From behind an ageing screen, a small, shuffling 77 year old gentleman appears.
We're greeted with the traditional Thai greeting "Sawadee krap" along with the wai (hands placed together as if in prayer). He summons us to sit down and proceeds to address us in his best English.
He's been practicing in these premises for the past 45 years and lives above the surgery. He came to Thailand after his father decided to emigrate here, only leaving for the necessary years to pursue medical studies in Bejing and Hong Kong.
He begins with some standard examinations before proceeding to acupuncture - feeling both wrists to gauge the heart rate, inspection of the tongue with a small torch. In Chinese medicine, the tongue plays an important role in suggesting a diagnosis of a maladie. Practitioners believe that each area of the tongue represents a different part of the body e.g. tip of the tongue: heart, center of the tongue: spleen and stomach etc.

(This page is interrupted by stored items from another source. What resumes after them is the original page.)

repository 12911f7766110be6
pub mod error_location;
pub mod redact_error;
// Unit tests for the query executor: switch-to-latest, replay cache, failures.

use crate::error::hero_client::HeroClientError;
use crate::executor::{Completion, QueryExecutor, ResponseState, accept_completion};
use crate::tests::support::{FakeSource, label, ms, params};

use common::ErrorLocation;
use models::{PageLimit, RawResponse};

use std::sync::Arc;

use tokio::sync::{mpsc, watch};
use tokio::time::sleep;

fn start(source: Arc<FakeSource>) -> (mpsc::Sender<models::QueryParams>, watch::Receiver<ResponseState>) {
    let (executor, responses) = QueryExecutor::new(source);
    let (tx, rx) = mpsc::channel(16);
    tokio::spawn(executor.run(rx));
    (tx, responses)
}

#[tokio::test(start_paused = true)]
async fn given_params_when_request_completes_then_response_cached_as_loaded() {
    let source = Arc::new(FakeSource::new(23));
    let (tx, responses) = start(Arc::clone(&source));
    let spider = params("spider", 0, PageLimit::Low);

    tx.send(spider.clone()).await.unwrap();
    sleep(ms(1)).await;

    match &*responses.borrow() {
        ResponseState::Loaded { params, response } => {
            assert_eq!(params, &spider);
            assert_eq!(response.total, 23);
            assert_eq!(response.results[0].name, label(&spider));
        }
        other => panic!("Expected Loaded, got {other:?}"),
    }
    assert_eq!(source.calls(), vec![spider]);
}

/// **VALUE**: Verifies that a slow, superseded request never reaches subscribers,
/// even though it would have resolved before the newer one.
///
/// **WHY THIS MATTERS**: Without switch-to-latest, typing "sp" then "spider" could show
/// results for "sp" under a search box that says "spider" whenever the older request
/// happens to answer later (or, as here, the newer one is slower).
///
/// **BUG THIS CATCHES**: Would catch a missing abort/generation check, where R1's
/// response overwrites the cache while R2 is still in flight.
#[tokio::test(start_paused = true)]
async fn given_superseded_request_when_it_resolves_first_then_only_latest_delivered() {
    // GIVEN: R1 takes 200ms, R2 takes 400ms
    let source = Arc::new(FakeSource::new(5).with_latencies(vec![ms(200), ms(400)]));
    let (tx, mut responses) = start(Arc::clone(&source));
    let first = params("sp", 0, PageLimit::Low);
    let second = params("spider", 0, PageLimit::Low);

    // WHEN: P1 issued, then P2 50ms later (R1 still pending)
    tx.send(first.clone()).await.unwrap();
    sleep(ms(50)).await;
    tx.send(second.clone()).await.unwrap();

    // THEN: At t=300 R1 would have resolved, yet the cache is still loading P2
    sleep(ms(250)).await;
    {
        let state = responses.borrow_and_update();
        assert!(state.is_loading(), "Expected Loading, got {:?}", *state);
        assert_eq!(state.params(), Some(&second));
        assert!(state.latest_response().is_none(), "R1 must not be cached");
    }

    // THEN: At t=500 R2 is delivered
    sleep(ms(200)).await;
    match &*responses.borrow() {
        ResponseState::Loaded { params, response } => {
            assert_eq!(params, &second);
            assert_eq!(response.results[0].name, label(&second));
        }
        other => panic!("Expected Loaded for P2, got {other:?}"),
    }
    assert_eq!(source.calls(), vec![first, second]);
}

/// **VALUE**: Verifies the generation guard on its own, for completions that race the abort.
///
/// **WHY THIS MATTERS**: `abort()` cannot stop a task that already sent its completion.
/// The generation check is what actually guarantees latest-wins in that window.
#[test]
fn given_stale_generation_when_completion_arrives_then_discarded() {
    let (cache, receiver) = watch::channel(ResponseState::Idle);
    let stale = Completion {
        generation: 1,
        params: params("sp", 0, PageLimit::Low),
        result: Ok(RawResponse::default()),
    };

    let accepted = accept_completion(&cache, stale, 2);

    assert!(!accepted);
    assert!(matches!(*receiver.borrow(), ResponseState::Idle));
}

#[test]
fn given_current_generation_when_completion_arrives_then_published() {
    let (cache, receiver) = watch::channel(ResponseState::Idle);
    let current = Completion {
        generation: 2,
        params: params("spider", 0, PageLimit::Low),
        result: Ok(RawResponse {
            total: 7,
            results: Vec::new(),
        }),
    };

    assert!(accept_completion(&cache, current, 2));
    assert_eq!(receiver.borrow().latest_response().unwrap().total, 7);
}

/// **VALUE**: Verifies the replay cache: a late subscriber gets the last response at once
/// and subscribing issues no request.
///
/// **BUG THIS CATCHES**: Would catch a cache that only notifies on change (late
/// subscribers see nothing) or a per-subscriber fetch.
#[tokio::test(start_paused = true)]
async fn given_loaded_cache_when_new_consumer_subscribes_then_replayed_without_request() {
    let source = Arc::new(FakeSource::new(3));
    let (tx, responses) = start(Arc::clone(&source));
    tx.send(params("", 0, PageLimit::Low)).await.unwrap();
    sleep(ms(1)).await;

    let late_a = responses.clone();
    let late_b = responses.clone();
    sleep(ms(1_000)).await;

    assert_eq!(late_a.borrow().latest_response().unwrap().total, 3);
    assert_eq!(late_b.borrow().latest_response().unwrap().total, 3);
    assert_eq!(source.calls().len(), 1);
}

/// **VALUE**: Verifies that a failure is surfaced as-is, without retry, and keeps the
/// last good response.
///
/// **WHY THIS MATTERS**: The view needs something to show next to the error; dropping
/// the previous page would blank the table on a transient 503.
#[tokio::test(start_paused = true)]
async fn given_failing_request_when_completed_then_failed_state_keeps_last_response() {
    let source = Arc::new(FakeSource::new(12).failing_for("doom"));
    let (tx, responses) = start(Arc::clone(&source));

    tx.send(params("", 0, PageLimit::Low)).await.unwrap();
    sleep(ms(1)).await;
    tx.send(params("doom", 0, PageLimit::Low)).await.unwrap();
    sleep(ms(1_000)).await;

    match &*responses.borrow() {
        ResponseState::Failed { params, error, last } => {
            assert_eq!(params.name_starts_with.as_deref(), Some("doom"));
            assert!(matches!(**error, HeroClientError::Server { .. }));
            assert_eq!(error.status().map(|s| s.0), Some(503));
            assert_eq!(last.as_ref().unwrap().total, 12);
        }
        other => panic!("Expected Failed, got {other:?}"),
    }
    assert_eq!(source.calls().len(), 2, "No retry on failure");
}

#[test]
fn given_failure_without_prior_response_when_published_then_last_is_none() {
    let (cache, receiver) = watch::channel(ResponseState::Idle);
    let failed = Completion {
        generation: 1,
        params: params("doom", 0, PageLimit::Low),
        result: Err(HeroClientError::Http {
            message: String::from("connection refused"),
            location: ErrorLocation::caller(),
        }),
    };

    accept_completion(&cache, failed, 1);

    let state = receiver.borrow();
    assert!(state.error().is_some());
    assert!(state.latest_response().is_none());
    assert_eq!(state.error().unwrap().status(), None);
}
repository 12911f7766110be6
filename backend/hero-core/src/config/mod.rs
pub mod credentials;

pub use credentials::ApiCredentials;

use crate::error::config::ConfigError;
use crate::query::DebouncePolicy;
use crate::{DEFAULT_DEBOUNCE, MARVEL_API_BASE_URL};

use common::ErrorLocation;
use models::PageLimit;

use std::path::Path;
use std::time::Duration;

use log::{info, warn};
use serde::{Deserialize, Serialize};
use url::Url;

const CONFIG_FILE_NAME: &str = "config.json";
const CONFIG_VERSION: u32 = 1;
const MAX_DEBOUNCE_MS: u64 = 10_000;
const MAX_REQUEST_TIMEOUT_SECS: u64 = 300;

// ============================================
// CONFIG STRUCTS
// ============================================

#[derive(Debug, Clone, PartialEq, Eq, Serialize, Deserialize)]
pub struct ApiConfig {
    #[serde(default = "default_base_url")]
    pub base_url: String,
    #[serde(default = "default_request_timeout_secs")]
    pub request_timeout_secs: u64,
}

impl Default for ApiConfig {
    fn default() -> Self {
        Self {
            base_url: default_base_url(),
            request_timeout_secs: default_request_timeout_secs(),
        }
    }
}

impl ApiConfig {
    pub fn request_timeout(&self) -> Duration {
        Duration::from_secs(self.request_timeout_secs)
    }
}

#[derive(Debug, Clone, PartialEq, Eq, Serialize, Deserialize)]
pub struct SearchConfig {
    #[serde(default = "default_debounce_ms")]
    pub debounce_ms: u64,
    #[serde(default)]
    pub debounce_policy: DebouncePolicy,
    #[serde(default)]
    pub default_limit: PageLimit,
}

impl Default for SearchConfig {
    fn default() -> Self {
        Self {
            debounce_ms: default_debounce_ms(),
            debounce_policy: DebouncePolicy::default(),
            default_limit: PageLimit::default(),
        }
    }
}

impl SearchConfig {
    pub fn debounce(&self) -> Duration {
        Duration::from_millis(self.debounce_ms)
    }
}

#[derive(Debug, Clone, PartialEq, Eq, Serialize, Deserialize)]
pub struct HeroSearchConfig {
    #[serde(default = "default_version")]
    pub version: u32,

    #[serde(default)]
    pub api: ApiConfig,

    #[serde(default)]
    pub search: SearchConfig,
}

impl Default for HeroSearchConfig {
    fn default() -> Self {
        Self {
            version: CONFIG_VERSION,
            api: ApiConfig::default(),
            search: SearchConfig::default(),
        }
    }
}

// ============================================
// DEFAULT FUNCTIONS
// ============================================

fn default_version() -> u32 {
    CONFIG_VERSION
}
fn default_base_url() -> String {
    MARVEL_API_BASE_URL.to_string()
}
fn default_request_timeout_secs() -> u64 {
    30
}
fn default_debounce_ms() -> u64 {
    DEFAULT_DEBOUNCE.as_millis() as u64
}

// ============================================
// IMPLEMENTATION
// ============================================

impl HeroSearchConfig {
    /// Load config from {config_dir}/config.json.
    ///
    /// A missing file yields defaults. A file that exists but cannot be read,
    /// parsed or validated is an error: silently searching with a half-applied
    /// config is worse than refusing to start.
    pub fn load(config_dir: &Path) -> Result<Self, ConfigError> {
        let config_path = config_dir.join(CONFIG_FILE_NAME);

        if !config_path.exists() {
            info!(
                "Config file not found at {}, using defaults",
                config_path.display()
            );
            return Ok(Self::default());
        }

        let contents = std::fs::read_to_string(&config_path).map_err(|e| {
            warn!("Failed to read config file: {}", e);
            ConfigError::Read {
                location: ErrorLocation::caller(),
                path: config_path.clone(),
                source: e,
            }
        })?;

        let config: HeroSearchConfig = serde_json::from_str(&contents).map_err(|e| {
            warn!("Failed to parse config JSON: {}", e);
            ConfigError::Parse {
                location: ErrorLocation::caller(),
                path: config_path.clone(),
                reason: e.to_string(),
            }
        })?;

        config.validate()?;

        info!("Config loaded from {}", config_path.display());
        Ok(config)
    }

    /// Save config to {config_dir}/config.json (temp file + rename).
    pub fn save(&self, config_dir: &Path) -> Result<(), ConfigError> {
        self.validate()?;

        std::fs::create_dir_all(config_dir).map_err(|e| ConfigError::Write {
            location: ErrorLocation::caller(),
            path: config_dir.to_path_buf(),
            source: e,
        })?;

        let config_path = config_dir.join(CONFIG_FILE_NAME);
        let temp_path = config_dir.join(format!("{}.tmp", CONFIG_FILE_NAME));

        let json = serde_json::to_string_pretty(self).map_err(|e| ConfigError::Encode {
            location: ErrorLocation::caller(),
            reason: e.to_string(),
        })?;

        std::fs::write(&temp_path, json).map_err(|e| ConfigError::Write {
            location: ErrorLocation::caller(),
            path: temp_path.clone(),
            source: e,
        })?;

        std::fs::rename(&temp_path, &config_path).map_err(|e| ConfigError::Write {
            location: ErrorLocation::caller(),
            path: config_path.clone(),
            source: e,
        })?;

        info!("Config saved to {}", config_path.display());
        Ok(())
    }

    /// Validate config values.
    ///
    /// # Errors
    ///
    /// Returns [`ConfigError::Invalid`] if any value is out of range.
    pub fn validate(&self) -> Result<(), ConfigError> {
        if self.version == 0 || self.version > CONFIG_VERSION {
            return Err(ConfigError::Invalid {
                location: ErrorLocation::caller(),
                field: "version",
                reason: format!(
                    "Invalid version: {} (expected 1-{})",
                    self.version, CONFIG_VERSION
                ),
            });
        }

        let base_url = &self.api.base_url;
        if !base_url.starts_with("http://") && !base_url.starts_with("https://") {
            return Err(ConfigError::Invalid {
                location: ErrorLocation::caller(),
                field: "api.base_url",
                reason: format!("Invalid base URL format: {}", base_url),
            });
        }

        if let Err(e) = Url::parse(base_url) {
            return Err(ConfigError::Invalid {
                location: ErrorLocation::caller(),
                field: "api.base_url",
                reason: format!("Unparseable base URL {}: {}", base_url, e),
            });
        }

        if self.api.request_timeout_secs == 0
            || self.api.request_timeout_secs > MAX_REQUEST_TIMEOUT_SECS
        {
            return Err(ConfigError::Invalid {
                location: ErrorLocation::caller(),
                field: "api.request_timeout_secs",
                reason: format!(
                    "Invalid request timeout: {}s (must be 1-{})",
                    self.api.request_timeout_secs, MAX_REQUEST_TIMEOUT_SECS
                ),
            });
        }

        if self.search.debounce_ms > MAX_DEBOUNCE_MS {
            return Err(ConfigError::Invalid {
                location: ErrorLocation::caller(),
                field: "search.debounce_ms",
                reason: format!(
                    "Invalid debounce window: {}ms (must be at most {})",
                    self.search.debounce_ms, MAX_DEBOUNCE_MS
                ),
            });
        }

        Ok(())
    }
}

On completion of these examinations, you’re invited to follow him behind the screen, the area behind being not much bigger that a small bathroom. This is the area in which he has his treatment table. A small Chinese spirit temple adorned with lights and burning incense (to keep the spirits happy and procure their protection of the premises) sits on the floor in the corner.
Next, it’s to the treatment table for the fun part – the placing of the needles.
For anyone who doesn’t know (or who’s afraid to ask), the general theory of acupuncture is based on the premise that bodily functions are regulated by the flow of energy. Acupuncture aims to correct imbalances in the flow by stimulation of anatomical locations on or under the skin called acupuncture points. These points are connected by channels known as meridians.
I used to be skeptical about such treatments. This was until the moment that I developed excruciating back pain in Geneva. I went for one treatment for the back and have never had a problem since! The treatment here is working for both Claudine and myself, so there must be something in this treatment.
He usually places about eight acupuncture needles into me. I lay staring at the surgery's water stained ceiling - I must resemble a large pincushion. You hardly feel a thing! After about 10 minutes (during which he’s in the back rooms preparing the special medicine.) he returns and removes the needles. The treatment on the energy flow continues its work for the rest of the day.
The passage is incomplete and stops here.